## Exercise
Transcribe the records below exactly as written, from the opening line through the line that contains "cost model endpoint".

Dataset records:
====================
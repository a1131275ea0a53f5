//! Exporter configuration

use anyhow::{bail, Context, Result};
use export_lib::fetcher::{AllocationQuery, ClientConfig};
use export_lib::publish::{StorageTarget, DEFAULT_BLOB_PREFIX};
use export_lib::scheduler::MAX_INTERVAL;
use export_lib::{ExportFormat, ExportRequest, RetryPolicy, RunnerConfig, ScheduleSpec};
use serde::Deserialize;
use std::path::PathBuf;
use std::time::Duration;

/// Environment prefix of every setting (`OCE_API_URL`, `OCE_WINDOW`, ...)
pub const ENV_PREFIX: &str = "OCE";

/// Names an optional TOML/YAML/JSON settings file
pub const CONFIG_FILE_VAR: &str = "OCE_CONFIG_FILE";

/// Exporter configuration
#[derive(Debug, Clone, Deserialize)]
pub struct ExporterConfig {
    /// Schedule identity; one run per name is in flight at a time
    #[serde(default = "default_schedule_name")]
    pub schedule_name: String,

    /// API server port for health/metrics
    #[serde(default = "default_api_port")]
    pub api_port: u16,

    /// OpenCost cost model endpoint
    #[serde(default = "default_api_url")]
    pub api_url: String,

    #[serde(default = "default_window")]
    pub window: String,

    /// Comma-separated aggregation dimensions
    #[serde(default = "default_aggregate")]
    pub aggregate: String,

    #[serde(default = "default_true")]
    pub accumulate: bool,

    #[serde(default)]
    pub include_idle: bool,

    #[serde(default)]
    pub share_idle: Option<bool>,

    #[serde(default)]
    pub idle_by_node: Option<bool>,

    /// csv, json or parquet
    #[serde(default = "default_format")]
    pub format: String,

    /// Fixed artifact filename, for strictly idempotent reruns
    #[serde(default)]
    pub filename: Option<String>,

    #[serde(default)]
    pub storage_account: Option<String>,

    #[serde(default)]
    pub storage_container: Option<String>,

    /// Account key; the Azure SDK environment is used when unset
    #[serde(default)]
    pub storage_key: Option<String>,

    /// Publish into a local directory instead of Azure
    #[serde(default)]
    pub local_storage_dir: Option<PathBuf>,

    #[serde(default = "default_blob_prefix")]
    pub blob_prefix: String,

    /// Keep a local copy of every artifact here
    #[serde(default)]
    pub output_dir: Option<PathBuf>,

    #[serde(default)]
    pub skip_upload: bool,

    #[serde(default = "default_interval")]
    pub interval_secs: u64,

    #[serde(default = "default_true")]
    pub run_on_start: bool,

    #[serde(default = "default_fetch_timeout")]
    pub fetch_timeout_secs: u64,

    #[serde(default = "default_publish_timeout")]
    pub publish_timeout_secs: u64,

    #[serde(default = "default_max_attempts")]
    pub max_attempts: u32,

    #[serde(default = "default_retry_backoff")]
    pub retry_backoff_secs: u64,
}

fn default_schedule_name() -> String {
    "daily".to_string()
}

fn default_api_port() -> u16 {
    8080
}

fn default_api_url() -> String {
    "http://opencost.opencost:9003".to_string()
}

fn default_window() -> String {
    "yesterday".to_string()
}

fn default_aggregate() -> String {
    "namespace,pod".to_string()
}

fn default_format() -> String {
    "csv".to_string()
}

fn default_blob_prefix() -> String {
    DEFAULT_BLOB_PREFIX.to_string()
}

fn default_true() -> bool {
    true
}

fn default_interval() -> u64 {
    24 * 60 * 60
}

fn default_fetch_timeout() -> u64 {
    90
}

fn default_publish_timeout() -> u64 {
    300
}

fn default_max_attempts() -> u32 {
    export_lib::runner::DEFAULT_MAX_ATTEMPTS
}

fn default_retry_backoff() -> u64 {
    2
}

impl ExporterConfig {
    /// Load configuration from the optional settings file and the environment
    ///
    /// Environment variables win over the file.
    pub fn load() -> Result<Self> {
        let file = std::env::var(CONFIG_FILE_VAR).ok().map(PathBuf::from);
        Self::load_from(config::Environment::with_prefix(ENV_PREFIX), file)
    }

    pub fn load_from(env: config::Environment, file: Option<PathBuf>) -> Result<Self> {
        let mut builder = config::Config::builder();
        if let Some(path) = &file {
            builder = builder.add_source(config::File::from(path.as_path()).required(true));
        }
        let settings = builder
            .add_source(env)
            .build()
            .context("failed to read exporter configuration")?;

        let config: Self = settings
            .try_deserialize()
            .context("invalid exporter configuration")?;
        config.validate()?;
        Ok(config)
    }

    /// Reject settings no run could succeed with
    pub fn validate(&self) -> Result<()> {
        self.export_format()?;
        self.query().validate()?;
        if self.interval_secs == 0 {
            bail!("interval_secs must be greater than zero");
        }
        if Duration::from_secs(self.interval_secs) > MAX_INTERVAL {
            bail!(
                "interval_secs must not exceed {} (one leap year)",
                MAX_INTERVAL.as_secs()
            );
        }
        if self.max_attempts == 0 {
            bail!("max_attempts must be at least 1");
        }
        if self.storage_account.is_some() != self.storage_container.is_some() {
            bail!("storage_account and storage_container must be set together");
        }
        if !self.skip_upload && self.storage_target().is_none() {
            bail!(
                "no storage target: set {0}_STORAGE_ACCOUNT and {0}_STORAGE_CONTAINER, \
                 {0}_LOCAL_STORAGE_DIR, or {0}_SKIP_UPLOAD=true",
                ENV_PREFIX
            );
        }
        Ok(())
    }

    pub fn export_format(&self) -> Result<ExportFormat> {
        Ok(self.format.parse::<ExportFormat>()?)
    }

    pub fn query(&self) -> AllocationQuery {
        let mut query = AllocationQuery::new(
            self.window.clone(),
            AllocationQuery::parse_aggregate(&self.aggregate),
        )
        .with_accumulate(self.accumulate)
        .with_include_idle(self.include_idle);
        if let Some(share_idle) = self.share_idle {
            query = query.with_share_idle(share_idle);
        }
        if let Some(idle_by_node) = self.idle_by_node {
            query = query.with_idle_by_node(idle_by_node);
        }
        query
    }

    pub fn client_config(&self) -> ClientConfig {
        ClientConfig {
            base_url: self.api_url.clone(),
            timeout: Duration::from_secs(self.fetch_timeout_secs),
            ..ClientConfig::default()
        }
    }

    /// Azure wins over a local directory when both are configured
    pub fn storage_target(&self) -> Option<StorageTarget> {
        match (&self.storage_account, &self.storage_container, &self.local_storage_dir) {
            (Some(account), Some(container), _) => Some(StorageTarget::Azure {
                account: account.clone(),
                container: container.clone(),
                access_key: self.storage_key.clone(),
            }),
            (_, _, Some(root)) => Some(StorageTarget::Local { root: root.clone() }),
            _ => None,
        }
    }

    pub fn runner_config(&self) -> RunnerConfig {
        RunnerConfig {
            fetch_timeout: Duration::from_secs(self.fetch_timeout_secs),
            publish_timeout: Duration::from_secs(self.publish_timeout_secs),
            retry: RetryPolicy {
                max_attempts: self.max_attempts,
                initial_backoff: Duration::from_secs(self.retry_backoff_secs),
                ..RetryPolicy::default()
            },
            blob_prefix: self.blob_prefix.clone(),
            output_dir: self.output_dir.clone(),
            skip_upload: self.skip_upload,
        }
    }

    pub fn schedule(&self) -> Result<ScheduleSpec> {
        let mut request = ExportRequest::new(self.query(), self.export_format()?);
        if let Some(filename) = &self.filename {
            request = request.with_filename(filename.clone());
        }
        Ok(ScheduleSpec::new(self.schedule_name.clone(), request)
            .with_interval(Duration::from_secs(self.interval_secs))
            .with_run_on_start(self.run_on_start))
    }
}

#[cfg(test)]
mod tests {
    use super::*;
    use std::collections::HashMap;

    fn env(vars: &[(&str, &str)]) -> config::Environment {
        let map: HashMap<String, String> = vars
            .iter()
            .map(|(k, v)| (k.to_string(), v.to_string()))
            .collect();
        config::Environment::with_prefix(ENV_PREFIX).source(Some(map))
    }

    #[test]
    fn test_defaults_with_skip_upload() {
        let config = ExporterConfig::load_from(env(&[("OCE_SKIP_UPLOAD", "true")]), None).unwrap();

        assert_eq!(config.window, "yesterday");
        assert_eq!(config.query().aggregate, vec!["namespace", "pod"]);
        assert_eq!(config.export_format().unwrap(), ExportFormat::Csv);
        assert_eq!(config.interval_secs, 86_400);
        assert_eq!(config.runner_config().retry.max_attempts, 3);
        assert!(config.storage_target().is_none());
    }

    #[test]
    fn test_environment_overrides() {
        let config = ExporterConfig::load_from(
            env(&[
                ("OCE_API_URL", "http://localhost:9003/model"),
                ("OCE_WINDOW", "7d"),
                ("OCE_AGGREGATE", "cluster, namespace"),
                ("OCE_FORMAT", "json"),
                ("OCE_STORAGE_ACCOUNT", "costexports"),
                ("OCE_STORAGE_CONTAINER", "opencost"),
                ("OCE_INTERVAL_SECS", "3600"),
                ("OCE_SHARE_IDLE", "true"),
            ]),
            None,
        )
        .unwrap();

        assert_eq!(config.client_config().base_url, "http://localhost:9003/model");
        assert_eq!(config.query().share_idle, Some(true));
        assert_eq!(
            config.storage_target(),
            Some(StorageTarget::Azure {
                account: "costexports".into(),
                container: "opencost".into(),
                access_key: None,
            })
        );

        let schedule = config.schedule().unwrap();
        assert_eq!(schedule.name, "daily");
        assert_eq!(schedule.interval, Duration::from_secs(3600));
        assert_eq!(schedule.request.format, ExportFormat::Json);
        assert_eq!(schedule.request.query.window, "7d");
    }

    #[test]
    fn test_settings_file_is_overridden_by_environment() {
        let dir = tempfile::tempdir().unwrap();
        let path = dir.path().join("exporter.toml");
        std::fs::write(
            &path,
            "window = \"30d\"\nformat = \"parquet\"\nlocal_storage_dir = \"/var/lib/oce\"\n",
        )
        .unwrap();

        let config =
            ExporterConfig::load_from(env(&[("OCE_WINDOW", "month")]), Some(path)).unwrap();

        assert_eq!(config.window, "month");
        assert_eq!(config.format, "parquet");
        assert_eq!(
            config.storage_target(),
            Some(StorageTarget::Local {
                root: PathBuf::from("/var/lib/oce")
            })
        );
    }

    #[test]
    fn test_invalid_settings_are_rejected() {
        assert!(ExporterConfig::load_from(env(&[]), None).is_err());
        assert!(ExporterConfig::load_from(
            env(&[("OCE_SKIP_UPLOAD", "true"), ("OCE_FORMAT", "xlsx")]),
            None
        )
        .is_err());
        assert!(ExporterConfig::load_from(
            env(&[("OCE_SKIP_UPLOAD", "true"), ("OCE_AGGREGATE", " , ")]),
            None
        )
        .is_err());
        assert!(ExporterConfig::load_from(
            env(&[("OCE_STORAGE_ACCOUNT", "costexports")]),
            None
        )
        .is_err());
        assert!(ExporterConfig::load_from(
            env(&[("OCE_SKIP_UPLOAD", "true"), ("OCE_INTERVAL_SECS", "18446744073709551615")]),
            None
        )
        .is_err());
        assert!(ExporterConfig::load_from(
            env(&[("OCE_SKIP_UPLOAD", "true"), ("OCE_INTERVAL_SECS", "31622400")]),
            None
        )
        .is_ok());
    }
}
====================
## Result
repository a1131275ea0a53f5
//! Exporter configuration

use anyhow::{bail, Context, Result};
use export_lib::fetcher::{AllocationQuery, ClientConfig};
use export_lib::publish::{StorageTarget, DEFAULT_BLOB_PREFIX};
use export_lib::scheduler::MAX_INTERVAL;
use export_lib::{ExportFormat, ExportRequest, RetryPolicy, RunnerConfig, ScheduleSpec};
use serde::Deserialize;
use std::path::PathBuf;
use std::time::Duration;

/// Environment prefix of every setting (`OCE_API_URL`, `OCE_WINDOW`, ...)
pub const ENV_PREFIX: &str = "OCE";

/// Names an optional TOML/YAML/JSON settings file
pub const CONFIG_FILE_VAR: &str = "OCE_CONFIG_FILE";

/// Exporter configuration
#[derive(Debug, Clone, Deserialize)]
pub struct ExporterConfig {
    /// Schedule identity; one run per name is in flight at a time
    #[serde(default = "default_schedule_name")]
    pub schedule_name: String,

    /// API server port for health/metrics
    #[serde(default = "default_api_port")]
    pub api_port: u16,

    /// OpenCost cost model endpoint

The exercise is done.